In the 1995 and 1999 Trends in International Mathematics and Science Studies (TIMSS) pupils from Singapore and Japan came top of the league table while England was ranked 8th. A group of researchers from the National Institute of Education in Singapore has attempted to determine why pupils from the two Far Eastern countries are so successful in answering science questions.1
Toh Kok Aun and coworkers studied the responses pupils had given on the background questionnaire linked to the test questions. These provided information on the science studied, resources used and the type of classroom interaction experienced by the pupils. The researchers also investigated educational practices in the two countries by looking at a range of sources and case studies.

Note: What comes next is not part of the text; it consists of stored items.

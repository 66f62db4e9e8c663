//! Rekey command: decrypt with the current identities, re-encrypt for the
//! new recipients.
//!
//! Without `-o`, a file input is rewritten in place.

use std::sync::Arc;

use age::armor::Format;
use clap::Args;

use crate::cli::decrypt::gather_identities;
use crate::cli::encrypt::gather_recipients;
use crate::cli::io::{self, OutputTarget, StdinGuard};
use crate::cli::output;
use crate::core::passphrase::{self, PassphraseCache};
use crate::core::{cipher, document};
use crate::error::{ConfigError, Result, YamlError};

#[derive(Args)]
pub struct RekeyArgs {
    /// Decrypt with the identities in the given file (repeatable)
    #[arg(short, long = "identity", value_name = "PATH")]
    pub identities: Vec<String>,

    /// Re-encrypt to the given recipient (repeatable)
    #[arg(short, long = "recipient", value_name = "RECIPIENT")]
    pub recipients: Vec<String>,

    /// Re-encrypt to the recipients listed in the given file (repeatable)
    #[arg(short = 'R', long = "recipient-file", value_name = "PATH")]
    pub recipient_files: Vec<String>,

    /// Re-encrypt to the recipients derived from the identities in the
    /// given file (repeatable)
    #[arg(long = "recipient-identity", value_name = "PATH")]
    pub recipient_identities: Vec<String>,

    /// Re-encrypt with a passphrase instead of recipients
    #[arg(short, long)]
    pub passphrase: bool,

    /// Armor the output (whole-file mode)
    #[arg(short, long)]
    pub armor: bool,

    /// Treat the input as a YAML document stream
    #[arg(short, long)]
    pub yaml: bool,

    /// Strip the !crypto/age markers from the re-encrypted YAML output
    #[arg(long = "yaml-notag")]
    pub yaml_no_tag: bool,

    /// Write the result to the given file instead of rewriting the input
    #[arg(short, long, value_name = "PATH")]
    pub output: Option<String>,

    /// Input file; `-` or omitted for stdin
    pub input: Option<String>,
}

pub fn execute(args: RekeyArgs) -> Result<()> {
    let has_key_recipients = !args.recipients.is_empty()
        || !args.recipient_files.is_empty()
        || !args.recipient_identities.is_empty();
    if args.passphrase && has_key_recipients {
        return Err(ConfigError::PassphraseConflict("-r/-R/--recipient-identity").into());
    }
    if !args.passphrase && !has_key_recipients {
        return Err(ConfigError::MissingRecipients.into());
    }

    let mut stdin = StdinGuard::new();
    let target = OutputTarget::resolve(args.output.as_deref(), args.input.as_deref(), true)?;

    let cache = Arc::new(PassphraseCache::new());
    let chain = gather_identities(&args.identities, &cache, &mut stdin)?;
    let recipients = if args.passphrase {
        let phrase = passphrase::prompt_for_encryption()?;
        vec![Box::new(age::scrypt::Recipient::new(phrase)) as Box<dyn age::Recipient + Send>]
    } else {
        gather_recipients(
            &args.recipients,
            &args.recipient_files,
            &args.recipient_identities,
            &cache,
            &mut stdin,
        )?
    };

    let data = io::read_input(args.input.as_deref(), &mut stdin)?;

    if args.yaml {
        let input = String::from_utf8(data).map_err(|_| YamlError::NotUtf8)?;
        let outcome = document::rekey_stream(&input, &chain, &recipients, args.yaml_no_tag)?;
        output::report_warnings(&outcome.warnings);
        target.write(outcome.output.as_bytes(), false)
    } else {
        let decrypted = cipher::decrypt(&data, &chain)?;
        let format = if args.armor {
            Format::AsciiArmor
        } else {
            Format::Binary
        };
        let encrypted = cipher::encrypt(&decrypted, &recipients, format)?;
        target.write(&encrypted, !args.armor)
    }
}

They found that in both countries education is highly valued and there is a desire to learn both in school and at home. Compared with other countries, there are fewer absenteeisms, late attendance and discipline problems. About 80 per cent of the pupils used home computers to help them with schoolwork. However, the Singapore team report that hours of science homework and participation in private tuition or cramming lessons were not prerequisites to high scores in the tests.
In Japan science teaching has shifted from lecturing to the constructivist approach, in which pupils give their own explanations of phenomena and these are then discussed with their peers and the teacher. To improve classroom practice teachers regularly take part in 'research lessons', in which a teacher is observed in the classroom by several colleagues followed by a detailed analysis of the lesson.
In Singapore the science teaching now emphasises 'cultivating' change. School leaders are expected to design an 'innovative architecture' that enables the school to do new things, continuously develop and improve. This has led to a move in the classroom from teacher-focused work to pupil-centred work. The teacher adopts the role of co-learner and facilitator, using ICT when appropriate, rather than instructor and information provider. Both countries also have an on-going process to review continually the curriculum to ensure that it remains relevant.
- T. K. Aun et al, Educ. Res. Policy Pract., 2006, 5, 1.